Spare the Rod (and the Designer Jeans Too)
The troubled economy has been hurting many families for quite some time, though the effects are starting to be felt by a new group of people: teenagers. Many parents, who have always been the major funding source for their kids’ spending, have started saying “no” out of financial necessity.
The New York Times detailed this trend in The Frugal Teenager, Ready or Not. The article cites a survey that found “discretionary spending by teenagers, whose money comes from allowance, gifts and part-time jobs, had dropped 27 percent to $2,600, from its spring 2006 peak of $3,560.” While a portion of this may be attributed to cutbacks in part-time positions by struggling retailers, reduced handouts from Mom and Dad are likely a key factor as well.

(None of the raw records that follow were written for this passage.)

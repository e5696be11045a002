//! Railway Config Suite
//!
//! Verifies both the deployment configuration and the CORS fix: the backend
//! must run in production mode with its secrets configured, recognise the
//! frontend origin, and answer preflights with the full set of CORS headers.
//!
//! ## Options
//!
//! Uses `target.origin` for the origin the backend must echo back.

use serde_json::json;

use super::descriptor::{BodyCheck, Method, ProbeDescriptor};
use super::suite::{Suite, SuitePlan};
use crate::config::TargetConfig;

const REMEDIATION: &[&str] = &[
    "Environment variables are set in Railway",
    "The backend has been redeployed",
    "Railway logs show no startup errors",
    "Required variables: MONGODB_URI, SESSION_SECRET, NODE_ENV=production, RAILWAY_ENVIRONMENT=production",
];

/// Headers a preflight from the frontend must receive
const CORS_HEADERS: &[&str] = &[
    "access-control-allow-origin",
    "access-control-allow-credentials",
    "access-control-allow-methods",
    "access-control-allow-headers",
];

/// Configuration and CORS verification suite
pub struct RailwayConfigSuite;

impl Suite for RailwayConfigSuite {
    fn name(&self) -> &'static str {
        "config"
    }

    fn description(&self) -> &'static str {
        "Verify Railway configuration and CORS fix"
    }

    fn plan(&self, target: &TargetConfig) -> SuitePlan {
        let origin = target.origin.as_str();

        let preflight = CORS_HEADERS.iter().fold(
            ProbeDescriptor::new("CORS Preflight", Method::Options, "/api/test-cors")
                .describe("OPTIONS request handling")
                .with_header("Origin", origin)
                .with_header("Access-Control-Request-Method", "GET")
                .with_header("Access-Control-Request-Headers", "Content-Type"),
            |probe, header| probe.expect_header(*header),
        );

        let probes = vec![
            ProbeDescriptor::new("Health Check", Method::Get, "/health")
                .describe("Basic backend connectivity")
                .expect_body(BodyCheck::equals("environment.NODE_ENV", "production"))
                .expect_body(BodyCheck::truthy("environment.MONGODB_URI"))
                .expect_body(BodyCheck::truthy("environment.SESSION_SECRET")),
            ProbeDescriptor::new("CORS Test", Method::Get, "/api/test-cors")
                .describe("Cross-origin request handling")
                .with_header("Origin", origin)
                .expect_body(BodyCheck::equals("message", "CORS test successful"))
                .expect_body(BodyCheck::equals("origin", json!(origin))),
            preflight,
        ];

        let success = vec![
            format!("Your frontend at {origin} should now be able to:"),
            "  - Connect to the backend without CORS errors".to_string(),
            "  - Make API calls successfully".to_string(),
            "  - Handle user authentication properly".to_string(),
            "  - Maintain sessions across page refreshes".to_string(),
        ];

        SuitePlan::new(self.name(), self.description(), probes)
            .with_remediation(REMEDIATION)
            .with_success_notes(success)
    }
}

#[cfg(test)]
mod tests {
    use super::*;
    use crate::probes::Expectation;

    #[test]
    fn test_suite_metadata() {
        assert_eq!(RailwayConfigSuite.name(), "config");
    }

    #[test]
    fn test_origin_flows_into_checks() {
        let target = TargetConfig {
            origin: "http://localhost:3000".to_string(),
            ..TargetConfig::default()
        };
        let plan = RailwayConfigSuite.plan(&target);

        let cors = &plan.probes[1];
        assert_eq!(
            cors.body_checks[1].expect,
            Expectation::Equals(json!("http://localhost:3000"))
        );
        assert!(plan.success_notes[0].contains("http://localhost:3000"));
    }

    #[test]
    fn test_preflight_expects_all_cors_headers() {
        let plan = RailwayConfigSuite.plan(&TargetConfig::default());
        assert_eq!(plan.probes[2].header_checks, CORS_HEADERS);
    }
}
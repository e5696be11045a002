//! Probe results and the aggregate report

use serde::{Deserialize, Serialize};
use std::time::Duration;

use super::executor::ProbeOutcome;
use crate::client::FailureKind;
use crate::probes::{CheckOutcome, ProbeDescriptor};

/// Result of one probe, owned by the runner for the duration of a run
#[derive(Debug, Clone, PartialEq)]
pub struct ProbeResult {
    pub descriptor: ProbeDescriptor,
    pub outcome: ProbeOutcome,
    /// Validator output; empty when the request failed
    pub checks: Vec<CheckOutcome>,
    /// Response received and every check passed
    pub passed: bool,
    pub duration: Duration,
}

impl ProbeResult {
    pub fn new(
        descriptor: ProbeDescriptor,
        outcome: ProbeOutcome,
        checks: Vec<CheckOutcome>,
        duration: Duration,
    ) -> Self {
        let passed = outcome.is_success() && checks.iter().all(|c| c.passed);
        Self {
            descriptor,
            outcome,
            checks,
            passed,
            duration,
        }
    }

    pub fn name(&self) -> &str {
        &self.descriptor.name
    }

    pub fn failed_checks(&self) -> impl Iterator<Item = &CheckOutcome> {
        self.checks.iter().filter(|c| !c.passed)
    }

    /// Machine-readable view, without timing
    pub fn summary(&self) -> ProbeSummary {
        let (status, error_kind, error) = match &self.outcome {
            ProbeOutcome::Success(response) => (Some(response.status), None, None),
            ProbeOutcome::Failure(failure) => {
                (None, Some(failure.kind), Some(failure.message.clone()))
            }
        };
        ProbeSummary {
            name: self.descriptor.name.clone(),
            passed: self.passed,
            status,
            error_kind,
            error,
            checks: self.checks.clone(),
        }
    }
}

/// Ordered results of one run and the verdict derived from them
#[derive(Debug, Clone, PartialEq)]
pub struct AggregateReport {
    pub results: Vec<ProbeResult>,
    pub all_passed: bool,
}

impl AggregateReport {
    pub fn new(results: Vec<ProbeResult>) -> Self {
        let all_passed = results.iter().all(|r| r.passed);
        Self {
            results,
            all_passed,
        }
    }

    pub fn passed_count(&self) -> usize {
        self.results.iter().filter(|r| r.passed).count()
    }

    pub fn failed_count(&self) -> usize {
        self.results.len() - self.passed_count()
    }

    /// Process exit code: 0 when every probe passed
    pub fn exit_code(&self) -> i32 {
        if self.all_passed { 0 } else { 1 }
    }

    pub fn total_duration(&self) -> Duration {
        self.results.iter().map(|r| r.duration).sum()
    }

    pub fn summary(&self) -> Summary {
        Summary {
            all_passed: self.all_passed,
            results: self.results.iter().map(ProbeResult::summary).collect(),
        }
    }
}

/// Structured summary of a run
#[derive(Debug, Clone, PartialEq, Eq, Serialize, Deserialize)]
#[serde(rename_all = "camelCase")]
pub struct Summary {
    pub all_passed: bool,
    pub results: Vec<ProbeSummary>,
}

#[derive(Debug, Clone, PartialEq, Eq, Serialize, Deserialize)]
#[serde(rename_all = "camelCase")]
pub struct ProbeSummary {
    pub name: String,
    pub passed: bool,
    #[serde(skip_serializing_if = "Option::is_none")]
    pub status: Option<u16>,
    #[serde(skip_serializing_if = "Option::is_none")]
    pub error_kind: Option<FailureKind>,
    #[serde(skip_serializing_if = "Option::is_none")]
    pub error: Option<String>,
    pub checks: Vec<CheckOutcome>,
}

Children asked to cut back on their spending responded in a number of different ways, but disbelief about the reality of family finances seemed to be the most common. One woman found her children more receptive to cutbacks after showing them specifics of their household expenses. It would seem that for all their confidence on the subject of money, few teenagers realize the actual costs of running a household. What’s more, parents who themselves are novices in personal finance have little hope of adequately teaching the subject to their children.
It’s not surprising for children who have always gotten what they wanted to be confused by difficult times. In many cases it’s more likely the parent’s fault for having always said yes. Regardless of where the blame lies, it is difficult to find a solution to this case, if one even exists.
As more children become affected, the problem may moderate itself to some degree. Frugality and thrift could become trendy as more children engage in the practice out of necessity. That, along with an increased awareness of financial constraints and learning to decide between multiple wants could be a real positive outcome of this whole mess. Whether you’ve always given your children just what they’ve needed, everything they wanted, or some combination of the two, now is an excellent time to further their financial education. You’ll likely learn something along the way as well.
Have you recently had to curtail your children’s spending? How did they react?